# Why do sm tanks need more light?



## Dryn (Sep 6, 2007)

I am researching light theories and I was wondering if anyone knew exactly why shallow tanks needed more light per gallon than deeper tanks? Wouldn't it be the opposite?

I was thinking that shallow tanks had less density than deeper tanks, meaning that the water particles were farther apart, letting the light photons "bounce" around more, releasing them through the glass. Deeper tanks have denser water and more compact water particles, keeping the light photons from "bouncing" around as much - slowing them down of course, but keeping them in the water column longer nonetheless.


----------



## davemonkey (Mar 29, 2008)

Watts per gallon is a rather vague description of the amount of light in a tank. Most people refer to it because it is a good guess and easy to describe to the average hobbiest.

Lets say you have "plantA" groing in the foreground of a 10 gal tank with 30 watts of light (3 WPG). If you want the same "plantA" to grow in a taller 15 gal tank (assume it has the same dimensions, only taller) you would , in theory, need more total watts to get the same light intensity to the plant since it is further from the light source.

So, you put 40 watts on the 15 gal. Now you have more overall watts, but only 2.67 wpg, (less than your 10 gal).

Now, while you have similar intensity at the foreground plants in both, your 15 gal is going to have higher intensity at the top of the tank because you have more light at the surface.

In the 10 gal, you have 30 watts of light at the surface, while in the 15 gal, you have 40 watts at the surface. 

Confused yet? 

Something else to consider is that you can have 7 WPG and still have low light.
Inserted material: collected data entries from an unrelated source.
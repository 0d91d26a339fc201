//! HTTP server layer
//!
//! Axum server with:
//! - Three fixed probe routes
//! - Request tracing
//! - Graceful shutdown that drains the database pool

pub mod error;
pub mod routes;
pub mod server;

pub use error::ProbeError;
pub use server::{build_router, run_server, serve, ServerConfig, ServerError};
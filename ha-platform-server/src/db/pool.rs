//! Database connection pool management
//!
//! Uses sqlx PgPool with explicit connection limits and timeouts.

use sqlx::postgres::{PgPoolOptions, PgRow};
use sqlx::PgPool;

use crate::config::DbConfig;
use crate::error::DbError;

/// Bounded pool of PostgreSQL connections.
///
/// Cloning is cheap and shares the same underlying pool.
#[derive(Clone, Debug)]
pub struct DbPool {
    pool: PgPool,
}

impl DbPool {
    /// Build the pool without opening any connection.
    ///
    /// Connections are established on first use, so this succeeds even
    /// when the database is down.
    ///
    /// # Example
    ///
    /// ```ignore
    /// let pool = DbPool::connect_lazy(&DbConfig::from_env()?);
    /// ```
    pub fn connect_lazy(config: &DbConfig) -> Self {
        let pool = PgPoolOptions::new()
            .max_connections(config.max_connections)
            .idle_timeout(config.idle_timeout)
            .acquire_timeout(config.acquire_timeout)
            .connect_lazy_with(config.connect_options());

        tracing::debug!(
            host = %config.host,
            database = %config.database,
            max_connections = config.max_connections,
            "database pool configured"
        );

        Self { pool }
    }

    /// Execute one statement on a pooled connection and return its rows.
    ///
    /// Waits at most the acquisition timeout for a free connection.
    pub async fn acquire_and_run(&self, sql: &str) -> Result<Vec<PgRow>, DbError> {
        let rows = sqlx::query(sql).fetch_all(&self.pool).await?;
        Ok(rows)
    }

    /// Close the pool.
    ///
    /// New acquisitions fail immediately, checked-out connections are
    /// waited for, then every connection is closed.
    pub async fn drain(&self) {
        tracing::info!(
            open_connections = self.pool.size(),
            "draining database pool"
        );
        self.pool.close().await;
        tracing::info!("database pool closed");
    }

    pub fn is_closed(&self) -> bool {
        self.pool.is_closed()
    }

    /// Connections currently open, idle or in use
    pub fn size(&self) -> u32 {
        self.pool.size()
    }
}
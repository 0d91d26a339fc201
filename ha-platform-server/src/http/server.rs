//! Axum server setup
//!
//! Server skeleton with:
//! - Tracing middleware
//! - Schema initialization in the background
//! - Graceful shutdown on SIGTERM/Ctrl+C, followed by a pool drain

use std::future::Future;
use std::net::SocketAddr;
use std::sync::Arc;

use axum::Router;
use tokio::net::TcpListener;
use tower_http::trace::TraceLayer;

use super::routes;
use crate::db::{spawn_schema_init, HealthStore};
use crate::lifecycle::{Lifecycle, Phase};
use crate::shutdown::ShutdownCoordinator;
use crate::state::AppState;

/// Server configuration
#[derive(Debug, Clone)]
pub struct ServerConfig {
    /// Address to bind to (default: 0.0.0.0:3000)
    pub bind_addr: SocketAddr,
}

impl Default for ServerConfig {
    fn default() -> Self {
        Self {
            bind_addr: SocketAddr::from(([0, 0, 0, 0], 3000)),
        }
    }
}

/// Build the application router with all routes
pub fn build_router(state: AppState) -> Router {
    Router::new()
        .merge(routes::health::router())
        .merge(routes::db_health::router())
        .layer(TraceLayer::new_for_http())
        .with_state(state)
}

/// Bind `config.bind_addr` and serve until `signal` resolves.
///
/// # Example
///
/// ```ignore
/// let store = Arc::new(PgHealthStore::new(DbPool::connect_lazy(&db_config)));
/// run_server(ServerConfig::default(), store, shutdown_signal()).await?;
/// ```
pub async fn run_server<F>(
    config: ServerConfig,
    store: Arc<dyn HealthStore>,
    signal: F,
) -> Result<(), ServerError>
where
    F: Future<Output = ()> + Send + 'static,
{
    let listener = TcpListener::bind(config.bind_addr).await?;
    serve(listener, store, Lifecycle::new(), signal).await
}

/// Serve on an already bound listener.
///
/// Returns after the listener has stopped, in-flight requests have
/// finished and the store has been drained.
pub async fn serve<F>(
    listener: TcpListener,
    store: Arc<dyn HealthStore>,
    lifecycle: Lifecycle,
    signal: F,
) -> Result<(), ServerError>
where
    F: Future<Output = ()> + Send + 'static,
{
    spawn_schema_init(store.clone());

    let coordinator = ShutdownCoordinator::new(store.clone(), lifecycle.clone());
    let app = build_router(AppState::new(store));

    let addr = listener.local_addr()?;
    lifecycle.advance(Phase::Ready);
    tracing::info!("Server listening on {}", addr);

    let served = axum::serve(listener, app)
        .with_graceful_shutdown(coordinator.clone().wait(signal))
        .await;

    // Drain even when serving failed, so no connection is left dangling
    coordinator.drain().await;
    served?;

    Ok(())
}

/// Server error type
#[derive(Debug, thiserror::Error)]
pub enum ServerError {
    #[error("IO error: {0}")]
    Io(#[from] std::io::Error),
}
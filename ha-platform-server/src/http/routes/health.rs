//! Landing page and liveness probe
//!
//! Neither route touches the database.

use axum::{routing::get, Router};

pub const ROOT_BODY: &str = "HA Platform Running";
pub const HEALTH_BODY: &str = "OK";

/// GET /
async fn root() -> &'static str {
    ROOT_BODY
}

/// GET /health
async fn health() -> &'static str {
    HEALTH_BODY
}

/// Health routes
pub fn router<S>() -> Router<S>
where
    S: Clone + Send + Sync + 'static,
{
    Router::new()
        .route("/", get(root))
        .route("/health", get(health))
}
//! Database layer - connection pool, schema and the probe store
//!
//! # Design Principles
//!
//! - One pool per process, owned by the entry point and passed down
//! - Every statement goes through `DbPool::acquire_and_run`
//! - No retries: the first failure is the answer

pub mod pool;
pub mod schema;
pub mod store;

pub use pool::DbPool;
pub use schema::{ensure_schema, spawn_schema_init};
pub use store::{HealthStore, HealthcheckRow, PgHealthStore};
HOW?! Let's say you have a 1 gallon jar with plants in it. You have a 7 watt spiral bulb over the jar (7 WPG). Well, 7 watts is simply not much light, so it's still low light.

Larger tanks, in general, will need more light overall, but fewer WPG.

-Dave


----------



## nfrank (Jan 29, 2005)

Rather than re-invent the wheel, take a look at this thred from last year:

why-small-tanks-need-more-watts​
Have fun reading.
--N


----------



## davemonkey (Mar 29, 2008)

WOW! I only read the first 5 posts, but that is a spectacular explanation. Thanks for linking that Neil.

-Dave


----------



## nfrank (Jan 29, 2005)

you need to read more of that thred 

Here is some related information compiled by Eric Olson in 1998.
Lighting Levels, although not an explanation, per se.


----------



## Dryn (Sep 6, 2007)

Thank you all. I definately understand it better now.


----------



## davemonkey (Mar 29, 2008)

HAHA! Now I have homework!


----------